Andrew: This would be a good example to study further. But I’m guessing I already know the answer to the question, Are the data available?

Sander: Good luck! Open data is an anathema to much of the med community, aggravated by the massive confidentiality requirements imposed by funders, IRBs, and institutional legal offices. Prophetically, Rothman wrote a 1981 NEJM editorial lamenting the growing problem of these requirements and how they would strangulate epidemiology; a few decades later he was sued by an ambulance-chasing lawyer representing someone in a database Rothman had published a study from, on grounds of potentially violating the patient’s privacy.

[Jeez. — AG]

Andrew: I assume these concerns are not anything special with this particular study; it’s just the standard way that medical research is reported.

Sander: A standard way, yes. JAMA ed may well have forced everything bad above on this team’s write-up – I’ve heard several cases where that is exactly what the authors reported upon critical inquiries from me or colleagues about their statistical infelicities. JAMA and journals that model themselves on it are the worst that I know of in this regard. Thanks I think in part to the good influences of Steve Goodman, AIM and some other more progressive journals are less rigid; and most epidemiology journals (which often publish studies like this one except for urgency) are completely open to alternative approaches. One, Epidemiology, actively opposes and forbids the JAMA approach (just like JAMA forbids our approach), much to the ire of biostatisticians who built their careers around 0.05.

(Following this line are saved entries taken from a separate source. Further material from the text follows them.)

// configuration type definitions

use clap::Parser;
use serde::{Deserialize, Serialize};
use std::path::PathBuf;

/// command line interface definition
#[derive(Parser, Debug, Clone, Default)]
#[command(name = "chunkyard", version = env!("CARGO_PKG_VERSION"))]
#[command(about = "chunked multipart upload service")]
pub struct Cli {
    /// root directory merged files are written under
    #[arg(short = 'd', long, env = "CHUNKYARD_UPLOAD_DIR")]
    pub upload_dir: Option<PathBuf>,

    /// directory multipart parts are staged in before merging
    #[arg(long)]
    pub staging_dir: Option<PathBuf>,

    /// host to listen on
    #[arg(short = 'l', long, env = "CHUNKYARD_HOST")]
    pub host: Option<String>,

    /// port to listen on
    #[arg(short = 'p', long, env = "CHUNKYARD_PORT")]
    pub port: Option<u16>,

    /// config file to use
    #[arg(short = 'c', long)]
    pub config_file: Option<PathBuf>,

    /// increase verbosity (-v, -vv, -vvv)
    #[arg(short = 'v', long, action = clap::ArgAction::Count)]
    pub verbose: u8,

    /// decrease verbosity (-q, -qq)
    #[arg(short = 'q', long, action = clap::ArgAction::Count)]
    pub quiet: u8,
}

/// complete application configuration
#[derive(Debug, Clone, Deserialize, Serialize, Default)]
pub struct AppConfig {
    #[serde(default)]
    pub server: ServerConfig,
    #[serde(default)]
    pub upload: UploadConfig,
}

/// server configuration section
#[derive(Debug, Clone, Deserialize, Serialize)]
#[serde(default)]
pub struct ServerConfig {
    pub host: String,
    pub port: u16,
    pub upload_dir: PathBuf,
}

/// upload and merge configuration
#[derive(Debug, Clone, Deserialize, Serialize)]
pub struct UploadConfig {
    #[serde(default)]
    pub staging_dir: Option<PathBuf>,
    #[serde(default = "default_max_file_size")]
    pub max_file_size: u64,
    #[serde(default = "default_max_request_size")]
    pub max_request_size: u64,
    #[serde(default = "default_true")]
    pub create_directories: bool,
    #[serde(default)]
    pub merge_strategy: MergeStrategy,
    #[serde(default = "default_true")]
    pub cleanup_rejected: bool,
    #[serde(default = "default_true")]
    pub purge_staging_on_start: bool,
}

/// how merged bytes reach the destination file
#[derive(Debug, Clone, Copy, Deserialize, Serialize, Default, PartialEq, Eq)]
#[serde(rename_all = "snake_case")]
pub enum MergeStrategy {
    /// build the result in a sibling temp file and rename it into place
    #[default]
    Atomic,
    /// append straight into the destination file
    InPlace,
}

impl std::str::FromStr for MergeStrategy {
    type Err = String;

    fn from_str(s: &str) -> Result<Self, Self::Err> {
        match s.to_lowercase().as_str() {
            "atomic" => Ok(MergeStrategy::Atomic),
            "in_place" | "in-place" => Ok(MergeStrategy::InPlace),
            _ => Err(format!("Invalid merge strategy: {s}")),
        }
    }
}

impl AppConfig {
    /// root directory all resolved destinations live under
    pub fn upload_dir(&self) -> &PathBuf {
        &self.server.upload_dir
    }

    /// effective staging directory (defaults to `<upload_dir>/.staging`)
    pub fn staging_dir(&self) -> PathBuf {
        self.upload
            .staging_dir
            .clone()
            .unwrap_or_else(|| self.server.upload_dir.join(".staging"))
    }
}

impl Default for ServerConfig {
    fn default() -> Self {
        Self {
            host: "0.0.0.0".to_string(),
            port: 327,
            upload_dir: PathBuf::from("upload"),
        }
    }
}

impl Default for UploadConfig {
    fn default() -> Self {
        Self {
            staging_dir: None,
            max_file_size: default_max_file_size(),
            max_request_size: default_max_request_size(),
            create_directories: true,
            merge_strategy: MergeStrategy::default(),
            cleanup_rejected: true,
            purge_staging_on_start: true,
        }
    }
}

// default value functions for serde
fn default_max_file_size() -> u64 {
    100 * 1024 * 1024 // 100 MiB
}

fn default_max_request_size() -> u64 {
    1024 * 1024 * 1024 // 1 GiB
}

fn default_true() -> bool {
    true
}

[Two curmudgeons curmudging . . . but I think this is good stuff! Too bad there isn’t more of this in scientific journals. The trouble is, if we want to get this published, we’d need to explain everything in detail, and then you lose the spontaneity. — AG]

P.S. Regarding that clickbait title . . . OK, sure, JAMA’s not killing anybody. But, if you accept that medical research can and should have life-and-death implications, then mistakes in medical research could kill people, right? If you want to claim that your work is high-stakes and important, then you have to take responsibility for it. And it is a statistical fallacy to take a non-statistically-significant result from a low-power study and use this as a motivation to default to the null hypothesis.